The Idea in Practice

Two Tests

Powerful business models pass two tests:

1. The narrative test: The business model tells a logical story explaining who your customers are, what they value, and how you’ll make money providing them that value. The story’s plot may turn on one of two links in the generic business value chain:

  • making something that satisfies an unmet need; e.g., American Express traveler’s checks gave travelers new peace of mind
  • selling something in innovative ways; e.g., Eastern Exclusives distributes restaurant discount-coupon books in bulk to university housing departments, which distribute them free to dorms

2. The numbers test: A business model’s story holds up only if you tie assumptions about customers to sound economics—your P&L must add up. For example, on-line grocery models failed because customers declined to pay substantially more on-line than in stores. E-grocers couldn’t cover their marketing, technology, and delivery costs. Failing either test can prove fatal.
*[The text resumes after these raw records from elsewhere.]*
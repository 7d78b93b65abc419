//! In-process repositories backing the handlers.
//!
//! Persistence proper is an external collaborator of this service; handlers
//! treat the store the way they would treat a database client, so swapping
//! in a real one touches nothing above this module.

use dashmap::mapref::entry::Entry;
use dashmap::DashMap;
use std::collections::HashMap;
use uuid::Uuid;

use crate::models::{FoodItem, Order, OrderStatus, User};

#[derive(Default)]
pub struct AppStore {
    users: DashMap<Uuid, User>,
    users_by_email: DashMap<String, Uuid>,
    foods: DashMap<Uuid, FoodItem>,
    carts: DashMap<Uuid, HashMap<Uuid, u32>>,
    orders: DashMap<Uuid, Order>,
}

impl AppStore {
    pub fn new() -> Self {
        Self::default()
    }

    // ============= Users =============

    /// Insert a user; returns false when the email is already registered.
    pub fn insert_user(&self, user: User) -> bool {
        match self.users_by_email.entry(user.email.to_lowercase()) {
            Entry::Occupied(_) => false,
            Entry::Vacant(slot) => {
                slot.insert(user.id);
                self.users.insert(user.id, user);
                true
            }
        }
    }

    pub fn find_user_by_email(&self, email: &str) -> Option<User> {
        let id = *self.users_by_email.get(&email.to_lowercase())?;
        self.users.get(&id).map(|u| u.clone())
    }

    // ============= Food catalog =============

    pub fn add_food(&self, item: FoodItem) {
        self.foods.insert(item.id, item);
    }

    pub fn remove_food(&self, id: Uuid) -> Option<FoodItem> {
        self.foods.remove(&id).map(|(_, item)| item)
    }

    pub fn list_foods(&self) -> Vec<FoodItem> {
        let mut items: Vec<_> = self.foods.iter().map(|e| e.value().clone()).collect();
        items.sort_by(|a, b| a.name.cmp(&b.name));
        items
    }

    // ============= Carts =============

    pub fn cart_add(&self, user_id: Uuid, item_id: Uuid) -> HashMap<Uuid, u32> {
        let mut cart = self.carts.entry(user_id).or_default();
        *cart.entry(item_id).or_insert(0) += 1;
        cart.clone()
    }

    pub fn cart_remove(&self, user_id: Uuid, item_id: Uuid) -> HashMap<Uuid, u32> {
        let mut cart = self.carts.entry(user_id).or_default();
        match cart.get_mut(&item_id) {
            Some(qty) if *qty > 1 => *qty -= 1,
            Some(_) => {
                cart.remove(&item_id);
            }
            None => {}
        }
        cart.clone()
    }

    pub fn cart(&self, user_id: Uuid) -> HashMap<Uuid, u32> {
        self.carts
            .get(&user_id)
            .map(|c| c.clone())
            .unwrap_or_default()
    }

    pub fn clear_cart(&self, user_id: Uuid) {
        self.carts.remove(&user_id);
    }

    // ============= Orders =============

    pub fn insert_order(&self, order: Order) {
        self.orders.insert(order.id, order);
    }

    pub fn remove_order(&self, id: Uuid) -> Option<Order> {
        self.orders.remove(&id).map(|(_, order)| order)
    }

    pub fn user_orders(&self, user_id: Uuid) -> Vec<Order> {
        let mut orders: Vec<_> = self
            .orders
            .iter()
            .filter(|e| e.value().user_id == user_id)
            .map(|e| e.value().clone())
            .collect();
        orders.sort_by(|a, b| b.created_at.cmp(&a.created_at));
        orders
    }

    pub fn all_orders(&self) -> Vec<Order> {
        let mut orders: Vec<_> = self.orders.iter().map(|e| e.value().clone()).collect();
        orders.sort_by(|a, b| b.created_at.cmp(&a.created_at));
        orders
    }

    pub fn set_order_status(&self, id: Uuid, status: OrderStatus) -> bool {
        match self.orders.get_mut(&id) {
            Some(mut order) => {
                order.status = status;
                true
            }
            None => false,
        }
    }

    pub fn mark_order_paid(&self, id: Uuid) -> bool {
        match self.orders.get_mut(&id) {
            Some(mut order) => {
                order.paid = true;
                true
            }
            None => false,
        }
    }
}

#[cfg(test)]
mod tests {
    use super::*;
    use chrono::Utc;
    use crate::models::DeliveryAddress;

    fn user(email: &str) -> User {
        User {
            id: Uuid::new_v4(),
            name: "Test".into(),
            email: email.into(),
            password_hash: "hash".into(),
        }
    }

    #[test]
    fn email_uniqueness_is_case_insensitive() {
        let store = AppStore::new();
        assert!(store.insert_user(user("a@example.com")));
        assert!(!store.insert_user(user("A@Example.com")));
        assert!(store.find_user_by_email("A@EXAMPLE.COM").is_some());
    }

    #[test]
    fn cart_add_and_remove_track_quantities() {
        let store = AppStore::new();
        let user_id = Uuid::new_v4();
        let item = Uuid::new_v4();

        store.cart_add(user_id, item);
        let cart = store.cart_add(user_id, item);
        assert_eq!(cart.get(&item), Some(&2));

        let cart = store.cart_remove(user_id, item);
        assert_eq!(cart.get(&item), Some(&1));

        let cart = store.cart_remove(user_id, item);
        assert!(cart.is_empty());

        // Removing from an empty cart is a no-op
        let cart = store.cart_remove(user_id, item);
        assert!(cart.is_empty());
    }

    #[test]
    fn user_orders_are_scoped_and_newest_first() {
        let store = AppStore::new();
        let user_id = Uuid::new_v4();
        let other = Uuid::new_v4();

        let address = DeliveryAddress {
            street: "1 Main St".into(),
            city: "Springfield".into(),
            state: "IL".into(),
            zip_code: "62704".into(),
            country: "US".into(),
        };

        for (owner, minutes_ago) in [(user_id, 10), (other, 5), (user_id, 1)] {
            store.insert_order(Order {
                id: Uuid::new_v4(),
                user_id: owner,
                items: vec![],
                total_amount: 10.0,
                delivery_address: address.clone(),
                status: OrderStatus::Pending,
                paid: false,
                created_at: Utc::now() - chrono::Duration::minutes(minutes_ago),
            });
        }

        let orders = store.user_orders(user_id);
        assert_eq!(orders.len(), 2);
        assert!(orders[0].created_at > orders[1].created_at);
    }
}
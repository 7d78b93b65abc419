use actix_cors::Cors;
use actix_web::{middleware::Logger, web, App, HttpServer};
use anyhow::Context;
use order_service::{routes, store::AppStore, Config};
use response_cache::{ReconnectPolicy, ResponseCache};
use tracing::info;
use tracing_subscriber::EnvFilter;

#[actix_web::main]
async fn main() -> anyhow::Result<()> {
    dotenv::dotenv().ok();
    tracing_subscriber::fmt()
        .with_env_filter(
            EnvFilter::try_from_default_env().unwrap_or_else(|_| EnvFilter::new("info")),
        )
        .init();

    let config = Config::from_env().map_err(anyhow::Error::msg)?;

    let cache = ResponseCache::connect(
        &config.cache.url,
        ReconnectPolicy {
            max_attempts: config.cache.max_reconnect_attempts,
        },
    )
    .await
    .context("failed to initialize response cache")?;

    let store = web::Data::new(AppStore::new());
    let cache_data = web::Data::from(cache.clone());
    let config_data = web::Data::new(config.clone());

    let bind_addr = (config.app.host.clone(), config.app.port);
    info!(
        host = %bind_addr.0,
        port = bind_addr.1,
        env = %config.app.env,
        "starting order-service"
    );

    let secret = config.auth.jwt_secret.clone();
    let food_list_ttl_secs = config.cache.food_list_ttl_secs;
    let allowed_origins = config.cors.allowed_origins.clone();

    HttpServer::new(move || {
        App::new()
            .wrap(Logger::default())
            .wrap(build_cors(&allowed_origins))
            .app_data(store.clone())
            .app_data(cache_data.clone())
            .app_data(config_data.clone())
            .configure(|cfg| routes::configure(cfg, &secret, cache.clone(), food_list_ttl_secs))
    })
    .bind(bind_addr)?
    .run()
    .await
    .context("server error")
}

fn build_cors(allowed_origins: &str) -> Cors {
    if allowed_origins.trim() == "*" {
        return Cors::permissive();
    }

    let mut cors = Cors::default()
        .allowed_methods(vec!["GET", "POST"])
        .allow_any_header()
        .supports_credentials()
        .max_age(3600);
    for origin in allowed_origins
        .split(',')
        .map(str::trim)
        .filter(|o| !o.is_empty())
    {
        cors = cors.allowed_origin(origin);
    }
    cors
}
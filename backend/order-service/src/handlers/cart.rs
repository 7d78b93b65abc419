/// Cart handlers - per-user item-id to quantity map
///
/// All routes here sit behind `JwtAuth`. The request payloads still carry the
/// legacy `user_id` field; the compat shim fills it from the verified
/// identity so older clients sending their own value cannot act as someone
/// else.
use actix_middleware::{compat, compat::LegacyUserField, UserId};
use actix_web::{web, HttpResponse};
use serde::Deserialize;
use uuid::Uuid;

use crate::error::Result;
use crate::handlers::data_response;
use crate::store::AppStore;

#[derive(Debug, Deserialize)]
pub struct CartItemRequest {
    pub item_id: Uuid,
    #[serde(default)]
    pub user_id: Option<String>,
}

impl LegacyUserField for CartItemRequest {
    fn set_user_id(&mut self, user_id: String) {
        self.user_id = Some(user_id);
    }
}

pub async fn add_to_cart(
    store: web::Data<AppStore>,
    user: UserId,
    req: web::Json<CartItemRequest>,
) -> Result<HttpResponse> {
    let mut req = req.into_inner();
    compat::inject_user_id(user, &mut req);

    Ok(data_response(store.cart_add(user.0, req.item_id)))
}

pub async fn remove_from_cart(
    store: web::Data<AppStore>,
    user: UserId,
    req: web::Json<CartItemRequest>,
) -> Result<HttpResponse> {
    let mut req = req.into_inner();
    compat::inject_user_id(user, &mut req);

    Ok(data_response(store.cart_remove(user.0, req.item_id)))
}

pub async fn get_cart(store: web::Data<AppStore>, user: UserId) -> Result<HttpResponse> {
    Ok(data_response(store.cart(user.0)))
}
Example: When EuroDisney opened its Paris theme park, it assumed Europeans were like Americans. But instead of grazing all day at the park’s restaurants, Europeans wanted to eat meals at the same hour. Results? Overloaded restaurants, long lines, frustrated patrons. EuroDisney’s model failed the narrative test because it misunderstood customers’ motivations.

Models passing both tests clarify how your business’s various elements fit together.

Example: On-line auction giant eBay combined a compelling narrative with major profit potential. This on-line business “couldn’t be done offline” and still provide value to collectors, bargain hunters, and small-business people. Its narrow scope of activities creates a highly profitable cost structure. For example, sellers and buyers handle payment and shipping logistics—so eBay incurs no inventory or transportation costs and avoids credit risk.

A Strategy Complement

Having a solid business model isn’t enough. You also need a strategy, to plan how you’ll beat your rivals—by being different.

Example: Wal-Mart used Kmart’s business model—but implemented a unique strategy: Rather than trying to be just like its rivals, it promised different value to customers in different markets. It put big discount stores into “little one-horse towns” that competitors ignored. Founder Sam Walton bet—rightly—that if his stores beat city prices by offering name brands (not second-tier, private-label brands), townspeople would “shop [close to] home.”